Wednesday, July 30, 2008

When is reading not reading?

The New York Times recently began a new series of articles on the future of reading and the impact the internet has had on how and what people are reading. The first article entitled Literacy Debate: Online, R U Really Reading? examines the reading habits or teenagers and young adults and poses the question - if one is reading an essay off the internet, can this really be considered reading?

In our digital age, most librarians agree that any reading should not be discounted. The internet isn't the enemy of reading, it has just added a new format in addition to printed material. Many of the points in this argument sound very similar to objections raised by parents and teachers as books-on-tape began growing in popularity in the late 1970's.
Regardless of format, the timeless question of "What do I read now?" never goes away, even with the internet. A reader may just need to work a little harder to find quality books and essays utilizing the web.

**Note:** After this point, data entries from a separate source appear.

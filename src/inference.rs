use std::path::{Path, PathBuf};
use std::time::{SystemTime, UNIX_EPOCH};

use burn::{prelude::*, tensor::activation::softmax};
use image::RgbImage;

use crate::{
    dataset::{ROAD_CLASS, file_name, image_to_batch, list_images, load_resized_image},
    error::{FcnError, FcnResult},
    model::FcnVgg,
};

/// Overlay colour painted over road pixels.
pub const ROAD_OVERLAY: [u8; 3] = [0, 255, 0];
/// Overlay opacity out of 255.
pub const ROAD_OVERLAY_ALPHA: u8 = 127;

const ROAD_THRESHOLD: f64 = 0.5;

/// Road mask of a single image already resized to the model's input shape.
///
/// Both sides of the image must be multiples of 32.
pub fn segment_image<B: Backend>(
    model: &FcnVgg<B>,
    image: &RgbImage,
    device: &B::Device,
) -> FcnResult<Vec<bool>> {
    let (width, height) = image.dimensions();
    if width == 0 || height == 0 || width % 32 != 0 || height % 32 != 0 {
        return Err(FcnError::Config(format!(
            "image sides must be positive multiples of 32, got {}x{}",
            width, height
        )));
    }

    let logits = model.forward(image_to_batch::<B>(image, device));
    let road = softmax(logits, 1).narrow(1, ROAD_CLASS as usize, 1);

    road.greater_elem(ROAD_THRESHOLD)
        .into_data()
        .to_vec::<bool>()
        .map_err(|e| FcnError::TensorData(format!("{:?}", e)))
}

/// Blend [ROAD_OVERLAY] into every pixel flagged in `mask`.
pub fn overlay_segmentation(image: &RgbImage, mask: &[bool]) -> RgbImage {
    let alpha = ROAD_OVERLAY_ALPHA as u32;
    let mut street = image.clone();

    for (pixel, _) in street.pixels_mut().zip(mask).filter(|(_, road)| **road) {
        for (channel, overlay) in pixel.0.iter_mut().zip(ROAD_OVERLAY) {
            let blended = (overlay as u32 * alpha + *channel as u32 * (255 - alpha) + 127) / 255;
            *channel = blended as u8;
        }
    }

    street
}

/// Segment every image in `data_dir/data_road/testing/image_2` and write the overlays to a
/// fresh `runs_dir/<unix seconds>` directory, which is returned.
pub fn save_inference_samples<B: Backend>(
    runs_dir: &Path,
    data_dir: &Path,
    model: &FcnVgg<B>,
    image_shape: [usize; 2],
    device: &B::Device,
) -> FcnResult<PathBuf> {
    let timestamp = SystemTime::now()
        .duration_since(UNIX_EPOCH)
        .map(|elapsed| elapsed.as_secs())
        .unwrap_or_default();
    let output_dir = runs_dir.join(timestamp.to_string());

    if output_dir.exists() {
        std::fs::remove_dir_all(&output_dir).map_err(|e| FcnError::io(&output_dir, e))?;
    }
    std::fs::create_dir_all(&output_dir).map_err(|e| FcnError::io(&output_dir, e))?;

    tracing::info!("Saving test images to: {}", output_dir.display());

    let test_dir = data_dir.join("data_road").join("testing").join("image_2");
    for image_path in list_images(&test_dir)? {
        let image = load_resized_image(&image_path, image_shape)?;
        let mask = segment_image(model, &image, device)?;

        let output_path = output_dir.join(file_name(&image_path));
        overlay_segmentation(&image, &mask)
            .save(&output_path)
            .map_err(|source| FcnError::Image {
                path: output_path.clone(),
                source,
            })?;
        tracing::debug!("Wrote {}", output_path.display());
    }

    Ok(output_dir)
}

Through Project Gutenburg, e-books have been available via computer since 1971. With 25,000 books and counting, Gutenburg texts are books with expired copyright that have entered public domain. And for the younger set, the International Children's Digital Library is a online library of children's literature from around the world, available in their originally published language.
Major newspapers now have much of their content on their webpages, occasionally even more than in the print version - particularly supporting photos or videos. See NY Times, Washington Post, Wall Street Journal. The NewsLink webpage (edited by the American Journalism Review) claims to link to over 3,400 U.S. newspapers and 2,000 non-U.S. papers.

Prefer literature to current events? The Literary Review has a web edition. The Chronicle of Higher Education publishes the web newsletter Arts & Letters Daily, linking to new and essays about art & literature. Humorous yet occasionally thought-provoking essays can be found at McSweeney's, Slate, Salon or even the Onion - the web favorite for a satirical look at news headlines.